### Work to be completed
Below are the records; collect from them each line containing the string "None".

═════ Excerpted records

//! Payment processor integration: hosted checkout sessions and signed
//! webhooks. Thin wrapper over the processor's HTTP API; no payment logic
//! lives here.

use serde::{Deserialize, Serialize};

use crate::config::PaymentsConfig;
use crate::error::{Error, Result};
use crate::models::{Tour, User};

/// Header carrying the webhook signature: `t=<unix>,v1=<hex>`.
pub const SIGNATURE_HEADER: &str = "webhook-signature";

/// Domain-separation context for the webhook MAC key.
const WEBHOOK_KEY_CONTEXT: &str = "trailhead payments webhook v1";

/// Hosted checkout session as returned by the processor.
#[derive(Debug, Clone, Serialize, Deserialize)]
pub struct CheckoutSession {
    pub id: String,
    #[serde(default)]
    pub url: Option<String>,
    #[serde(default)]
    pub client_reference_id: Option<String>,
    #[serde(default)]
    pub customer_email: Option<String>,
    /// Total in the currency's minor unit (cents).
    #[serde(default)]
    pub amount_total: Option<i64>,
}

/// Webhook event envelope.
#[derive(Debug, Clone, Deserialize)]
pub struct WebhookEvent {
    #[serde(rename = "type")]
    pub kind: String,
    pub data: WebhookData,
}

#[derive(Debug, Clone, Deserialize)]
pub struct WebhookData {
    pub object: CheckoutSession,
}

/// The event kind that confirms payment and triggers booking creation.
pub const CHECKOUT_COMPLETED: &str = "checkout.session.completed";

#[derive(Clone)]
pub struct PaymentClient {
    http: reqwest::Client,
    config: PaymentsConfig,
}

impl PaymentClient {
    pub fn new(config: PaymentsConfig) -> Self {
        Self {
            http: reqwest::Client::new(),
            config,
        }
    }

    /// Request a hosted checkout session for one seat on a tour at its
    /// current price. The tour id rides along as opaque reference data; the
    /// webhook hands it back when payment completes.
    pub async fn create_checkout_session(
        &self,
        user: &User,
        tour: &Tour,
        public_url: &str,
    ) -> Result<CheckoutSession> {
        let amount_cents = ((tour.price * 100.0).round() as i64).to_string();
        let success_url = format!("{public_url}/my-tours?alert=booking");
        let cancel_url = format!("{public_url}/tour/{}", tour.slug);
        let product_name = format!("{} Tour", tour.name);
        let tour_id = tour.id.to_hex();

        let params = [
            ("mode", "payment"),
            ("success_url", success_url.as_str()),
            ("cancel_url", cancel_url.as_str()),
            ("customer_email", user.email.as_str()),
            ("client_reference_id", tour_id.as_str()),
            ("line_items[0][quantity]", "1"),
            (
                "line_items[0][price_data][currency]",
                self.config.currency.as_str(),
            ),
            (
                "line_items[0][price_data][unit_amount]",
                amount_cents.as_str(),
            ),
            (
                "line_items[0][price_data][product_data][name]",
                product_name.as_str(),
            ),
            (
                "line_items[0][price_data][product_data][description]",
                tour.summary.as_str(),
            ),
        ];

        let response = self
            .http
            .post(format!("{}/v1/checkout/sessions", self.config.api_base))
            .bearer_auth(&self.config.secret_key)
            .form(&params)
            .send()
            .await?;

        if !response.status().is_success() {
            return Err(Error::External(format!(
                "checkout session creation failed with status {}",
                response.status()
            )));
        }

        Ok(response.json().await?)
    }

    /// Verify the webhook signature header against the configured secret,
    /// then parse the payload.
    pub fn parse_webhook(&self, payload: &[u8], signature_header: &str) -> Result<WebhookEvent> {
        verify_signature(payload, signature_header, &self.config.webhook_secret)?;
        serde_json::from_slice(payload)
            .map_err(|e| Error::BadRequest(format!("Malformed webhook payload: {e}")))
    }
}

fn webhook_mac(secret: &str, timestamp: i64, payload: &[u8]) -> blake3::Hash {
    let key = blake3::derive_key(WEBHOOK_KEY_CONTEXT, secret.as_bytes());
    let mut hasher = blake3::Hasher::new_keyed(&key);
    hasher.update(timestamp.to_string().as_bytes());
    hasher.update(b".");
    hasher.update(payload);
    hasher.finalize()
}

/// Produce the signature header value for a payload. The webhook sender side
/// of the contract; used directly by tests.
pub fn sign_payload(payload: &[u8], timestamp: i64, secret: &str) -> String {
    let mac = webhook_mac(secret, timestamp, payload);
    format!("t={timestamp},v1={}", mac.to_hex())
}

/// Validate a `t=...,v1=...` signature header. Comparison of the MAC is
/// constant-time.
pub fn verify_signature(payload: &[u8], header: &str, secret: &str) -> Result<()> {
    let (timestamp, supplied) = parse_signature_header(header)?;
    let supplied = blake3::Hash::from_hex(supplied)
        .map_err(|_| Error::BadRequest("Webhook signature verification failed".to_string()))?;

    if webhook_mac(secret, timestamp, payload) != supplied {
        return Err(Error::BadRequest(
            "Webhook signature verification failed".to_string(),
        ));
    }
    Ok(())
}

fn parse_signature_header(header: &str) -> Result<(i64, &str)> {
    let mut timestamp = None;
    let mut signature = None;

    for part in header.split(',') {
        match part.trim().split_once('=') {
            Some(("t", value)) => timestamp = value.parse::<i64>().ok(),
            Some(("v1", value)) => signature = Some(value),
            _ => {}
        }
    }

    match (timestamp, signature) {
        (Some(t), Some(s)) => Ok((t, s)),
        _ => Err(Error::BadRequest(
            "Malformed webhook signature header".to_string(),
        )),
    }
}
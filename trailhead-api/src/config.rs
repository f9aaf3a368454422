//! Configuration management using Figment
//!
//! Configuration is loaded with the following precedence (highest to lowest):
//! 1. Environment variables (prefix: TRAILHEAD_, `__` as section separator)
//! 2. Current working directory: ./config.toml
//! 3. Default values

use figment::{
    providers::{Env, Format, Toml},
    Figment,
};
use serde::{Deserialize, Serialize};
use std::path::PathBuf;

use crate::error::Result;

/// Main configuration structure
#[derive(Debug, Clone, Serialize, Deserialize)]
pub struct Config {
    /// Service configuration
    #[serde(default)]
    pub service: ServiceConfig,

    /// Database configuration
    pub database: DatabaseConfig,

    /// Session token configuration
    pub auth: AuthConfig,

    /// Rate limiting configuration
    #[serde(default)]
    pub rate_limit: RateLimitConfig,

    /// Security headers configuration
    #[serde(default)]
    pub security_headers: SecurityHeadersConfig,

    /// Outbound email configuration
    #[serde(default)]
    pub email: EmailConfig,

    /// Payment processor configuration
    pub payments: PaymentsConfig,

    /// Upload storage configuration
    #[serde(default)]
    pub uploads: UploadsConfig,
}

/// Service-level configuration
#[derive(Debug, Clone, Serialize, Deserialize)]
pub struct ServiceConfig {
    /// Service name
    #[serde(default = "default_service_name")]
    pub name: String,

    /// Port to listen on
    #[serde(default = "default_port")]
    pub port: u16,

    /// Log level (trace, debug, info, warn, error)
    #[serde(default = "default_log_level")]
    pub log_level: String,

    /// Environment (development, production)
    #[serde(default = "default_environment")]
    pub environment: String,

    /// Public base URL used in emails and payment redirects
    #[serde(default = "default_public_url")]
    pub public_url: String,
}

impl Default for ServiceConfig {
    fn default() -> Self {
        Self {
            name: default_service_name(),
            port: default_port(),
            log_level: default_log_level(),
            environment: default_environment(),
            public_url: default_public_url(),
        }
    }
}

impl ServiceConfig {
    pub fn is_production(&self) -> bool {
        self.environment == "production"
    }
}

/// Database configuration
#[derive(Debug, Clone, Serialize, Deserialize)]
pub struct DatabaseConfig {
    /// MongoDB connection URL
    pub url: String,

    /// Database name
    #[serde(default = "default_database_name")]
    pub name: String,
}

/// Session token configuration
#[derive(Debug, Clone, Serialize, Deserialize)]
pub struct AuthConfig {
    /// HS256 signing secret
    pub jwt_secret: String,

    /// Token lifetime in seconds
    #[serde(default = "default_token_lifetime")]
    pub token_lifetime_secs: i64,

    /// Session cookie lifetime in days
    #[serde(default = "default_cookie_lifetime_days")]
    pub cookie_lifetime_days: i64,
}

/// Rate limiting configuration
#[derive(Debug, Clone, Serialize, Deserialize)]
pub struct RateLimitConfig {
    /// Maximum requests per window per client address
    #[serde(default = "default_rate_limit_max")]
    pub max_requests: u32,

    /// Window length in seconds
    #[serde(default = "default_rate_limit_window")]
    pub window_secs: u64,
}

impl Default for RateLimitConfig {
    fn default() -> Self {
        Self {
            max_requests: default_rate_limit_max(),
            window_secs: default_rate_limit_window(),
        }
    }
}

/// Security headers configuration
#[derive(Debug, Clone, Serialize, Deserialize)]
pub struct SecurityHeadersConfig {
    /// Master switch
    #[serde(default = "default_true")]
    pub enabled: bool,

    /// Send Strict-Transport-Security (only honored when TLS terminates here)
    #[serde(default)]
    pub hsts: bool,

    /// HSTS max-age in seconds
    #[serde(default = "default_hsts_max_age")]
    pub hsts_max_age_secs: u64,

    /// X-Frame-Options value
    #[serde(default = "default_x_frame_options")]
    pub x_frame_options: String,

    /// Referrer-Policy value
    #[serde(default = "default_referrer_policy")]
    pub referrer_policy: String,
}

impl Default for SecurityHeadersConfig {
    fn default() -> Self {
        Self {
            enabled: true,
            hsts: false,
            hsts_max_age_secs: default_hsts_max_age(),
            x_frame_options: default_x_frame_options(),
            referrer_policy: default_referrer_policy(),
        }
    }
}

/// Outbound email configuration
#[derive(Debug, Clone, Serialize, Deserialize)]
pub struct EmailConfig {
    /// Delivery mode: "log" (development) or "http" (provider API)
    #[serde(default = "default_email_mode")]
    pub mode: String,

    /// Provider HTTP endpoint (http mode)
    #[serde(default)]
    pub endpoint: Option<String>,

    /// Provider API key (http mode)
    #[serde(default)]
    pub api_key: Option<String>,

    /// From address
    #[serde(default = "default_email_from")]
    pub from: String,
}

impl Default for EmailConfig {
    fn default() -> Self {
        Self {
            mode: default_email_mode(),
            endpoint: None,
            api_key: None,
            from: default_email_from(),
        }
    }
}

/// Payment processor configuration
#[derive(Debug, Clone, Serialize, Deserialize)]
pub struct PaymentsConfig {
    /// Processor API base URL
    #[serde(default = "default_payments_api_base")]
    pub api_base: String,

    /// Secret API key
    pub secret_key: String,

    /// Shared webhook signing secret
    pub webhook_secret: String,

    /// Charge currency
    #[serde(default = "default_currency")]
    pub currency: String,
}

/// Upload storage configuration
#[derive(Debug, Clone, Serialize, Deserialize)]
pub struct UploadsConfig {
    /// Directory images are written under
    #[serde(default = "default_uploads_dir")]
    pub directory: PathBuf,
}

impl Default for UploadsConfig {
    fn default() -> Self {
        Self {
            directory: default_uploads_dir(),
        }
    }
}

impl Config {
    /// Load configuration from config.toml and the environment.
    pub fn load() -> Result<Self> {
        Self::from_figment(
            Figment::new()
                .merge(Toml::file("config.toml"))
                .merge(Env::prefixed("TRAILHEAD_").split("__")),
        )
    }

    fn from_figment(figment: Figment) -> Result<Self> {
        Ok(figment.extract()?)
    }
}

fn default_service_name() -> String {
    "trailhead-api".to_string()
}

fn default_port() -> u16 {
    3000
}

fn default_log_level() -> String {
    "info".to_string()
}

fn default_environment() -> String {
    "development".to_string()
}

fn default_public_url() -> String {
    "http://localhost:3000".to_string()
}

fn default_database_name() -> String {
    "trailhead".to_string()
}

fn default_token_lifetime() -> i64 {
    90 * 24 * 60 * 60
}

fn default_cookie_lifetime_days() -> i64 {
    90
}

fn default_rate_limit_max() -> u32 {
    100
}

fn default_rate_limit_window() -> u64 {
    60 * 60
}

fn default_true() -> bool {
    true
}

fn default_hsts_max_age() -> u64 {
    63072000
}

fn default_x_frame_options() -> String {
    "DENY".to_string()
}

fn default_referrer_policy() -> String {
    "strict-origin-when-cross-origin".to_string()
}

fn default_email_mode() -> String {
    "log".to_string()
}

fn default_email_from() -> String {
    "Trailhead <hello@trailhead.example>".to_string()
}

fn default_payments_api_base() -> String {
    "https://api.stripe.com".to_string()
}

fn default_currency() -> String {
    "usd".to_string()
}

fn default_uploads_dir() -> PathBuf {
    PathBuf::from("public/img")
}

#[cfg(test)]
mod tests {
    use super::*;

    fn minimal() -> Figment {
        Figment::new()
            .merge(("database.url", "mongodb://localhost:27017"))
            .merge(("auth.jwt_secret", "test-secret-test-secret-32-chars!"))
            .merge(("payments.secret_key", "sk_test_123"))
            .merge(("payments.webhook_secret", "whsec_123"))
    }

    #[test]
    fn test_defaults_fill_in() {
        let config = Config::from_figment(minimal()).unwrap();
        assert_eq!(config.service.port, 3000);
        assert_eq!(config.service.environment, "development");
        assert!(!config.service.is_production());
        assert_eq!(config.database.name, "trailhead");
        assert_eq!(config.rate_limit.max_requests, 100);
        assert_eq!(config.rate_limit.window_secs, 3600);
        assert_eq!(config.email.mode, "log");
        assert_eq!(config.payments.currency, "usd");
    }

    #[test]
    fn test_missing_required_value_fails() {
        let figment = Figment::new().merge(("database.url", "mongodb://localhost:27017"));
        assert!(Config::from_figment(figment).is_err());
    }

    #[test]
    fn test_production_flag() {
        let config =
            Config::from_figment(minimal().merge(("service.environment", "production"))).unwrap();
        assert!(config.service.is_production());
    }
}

══════════
═════ Excerpted records

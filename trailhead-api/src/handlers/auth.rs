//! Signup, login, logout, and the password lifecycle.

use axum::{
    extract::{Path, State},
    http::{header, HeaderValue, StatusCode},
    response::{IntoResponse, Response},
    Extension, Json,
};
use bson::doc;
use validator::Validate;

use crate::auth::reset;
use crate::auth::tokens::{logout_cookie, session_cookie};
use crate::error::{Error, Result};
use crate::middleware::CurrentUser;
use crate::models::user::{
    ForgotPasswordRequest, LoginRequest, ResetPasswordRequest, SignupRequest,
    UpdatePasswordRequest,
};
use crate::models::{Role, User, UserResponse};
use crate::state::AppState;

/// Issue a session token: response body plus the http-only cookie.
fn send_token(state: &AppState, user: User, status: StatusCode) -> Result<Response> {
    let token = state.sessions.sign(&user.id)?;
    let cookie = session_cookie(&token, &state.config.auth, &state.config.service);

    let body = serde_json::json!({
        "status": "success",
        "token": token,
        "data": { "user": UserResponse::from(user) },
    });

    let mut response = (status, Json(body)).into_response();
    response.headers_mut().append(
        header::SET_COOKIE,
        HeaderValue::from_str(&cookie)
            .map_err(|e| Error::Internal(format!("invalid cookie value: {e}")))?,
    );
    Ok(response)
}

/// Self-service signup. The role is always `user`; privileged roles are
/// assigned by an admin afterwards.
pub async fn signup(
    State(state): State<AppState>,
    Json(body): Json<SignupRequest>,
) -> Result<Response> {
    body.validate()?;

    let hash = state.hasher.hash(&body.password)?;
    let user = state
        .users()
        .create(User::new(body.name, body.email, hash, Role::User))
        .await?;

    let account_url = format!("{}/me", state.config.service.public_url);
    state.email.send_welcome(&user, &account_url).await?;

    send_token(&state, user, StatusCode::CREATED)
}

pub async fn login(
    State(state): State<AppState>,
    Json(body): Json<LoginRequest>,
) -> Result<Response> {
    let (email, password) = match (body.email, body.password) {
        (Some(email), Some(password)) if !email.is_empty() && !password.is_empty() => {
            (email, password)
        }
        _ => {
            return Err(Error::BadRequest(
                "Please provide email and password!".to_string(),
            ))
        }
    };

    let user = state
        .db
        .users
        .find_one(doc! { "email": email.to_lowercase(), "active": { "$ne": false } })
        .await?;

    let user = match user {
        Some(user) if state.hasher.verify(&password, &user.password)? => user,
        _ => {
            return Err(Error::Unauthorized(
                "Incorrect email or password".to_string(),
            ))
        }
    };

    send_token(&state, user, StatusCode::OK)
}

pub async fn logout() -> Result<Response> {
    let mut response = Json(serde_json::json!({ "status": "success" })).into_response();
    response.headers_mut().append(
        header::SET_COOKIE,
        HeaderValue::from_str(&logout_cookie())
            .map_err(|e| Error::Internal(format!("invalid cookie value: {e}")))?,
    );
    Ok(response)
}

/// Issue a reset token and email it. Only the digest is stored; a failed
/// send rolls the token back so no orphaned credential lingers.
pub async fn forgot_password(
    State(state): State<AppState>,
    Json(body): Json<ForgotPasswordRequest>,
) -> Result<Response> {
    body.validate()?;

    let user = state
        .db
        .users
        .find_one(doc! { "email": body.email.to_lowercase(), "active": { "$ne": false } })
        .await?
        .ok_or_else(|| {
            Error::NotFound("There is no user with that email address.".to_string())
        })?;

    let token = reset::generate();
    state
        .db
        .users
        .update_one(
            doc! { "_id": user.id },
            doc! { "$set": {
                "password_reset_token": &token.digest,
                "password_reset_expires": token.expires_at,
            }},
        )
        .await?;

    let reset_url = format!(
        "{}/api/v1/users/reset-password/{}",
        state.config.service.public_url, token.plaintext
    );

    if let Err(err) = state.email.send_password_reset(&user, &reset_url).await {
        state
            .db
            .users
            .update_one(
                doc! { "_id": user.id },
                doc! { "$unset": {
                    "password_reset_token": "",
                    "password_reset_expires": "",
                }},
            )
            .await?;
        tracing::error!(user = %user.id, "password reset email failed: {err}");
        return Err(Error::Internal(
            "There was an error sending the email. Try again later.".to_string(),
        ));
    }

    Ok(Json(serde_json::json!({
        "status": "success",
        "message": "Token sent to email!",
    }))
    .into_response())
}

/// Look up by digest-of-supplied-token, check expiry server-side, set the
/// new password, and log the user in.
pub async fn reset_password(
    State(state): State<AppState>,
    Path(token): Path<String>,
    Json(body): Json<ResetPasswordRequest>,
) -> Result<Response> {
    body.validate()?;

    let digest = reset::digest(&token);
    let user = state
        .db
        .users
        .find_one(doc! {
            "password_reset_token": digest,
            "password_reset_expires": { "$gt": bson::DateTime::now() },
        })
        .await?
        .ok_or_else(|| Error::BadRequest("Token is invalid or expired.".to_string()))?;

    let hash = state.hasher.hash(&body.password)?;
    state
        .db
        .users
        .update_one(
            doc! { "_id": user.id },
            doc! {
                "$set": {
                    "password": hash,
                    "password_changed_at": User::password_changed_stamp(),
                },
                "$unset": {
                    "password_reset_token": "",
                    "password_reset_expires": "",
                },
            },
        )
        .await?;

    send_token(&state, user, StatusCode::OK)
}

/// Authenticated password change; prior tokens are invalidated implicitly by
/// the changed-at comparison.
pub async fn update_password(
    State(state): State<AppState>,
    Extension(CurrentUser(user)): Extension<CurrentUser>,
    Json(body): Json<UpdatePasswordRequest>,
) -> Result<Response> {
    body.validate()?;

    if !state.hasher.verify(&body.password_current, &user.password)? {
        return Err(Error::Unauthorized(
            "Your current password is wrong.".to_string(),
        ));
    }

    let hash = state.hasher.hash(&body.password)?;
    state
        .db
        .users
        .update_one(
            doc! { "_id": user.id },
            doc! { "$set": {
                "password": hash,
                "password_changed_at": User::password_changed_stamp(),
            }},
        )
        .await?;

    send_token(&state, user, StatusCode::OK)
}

══════════

### Answer
    let mut timestamp = None;
    let mut signature = None;
            endpoint: None,
            api_key: None,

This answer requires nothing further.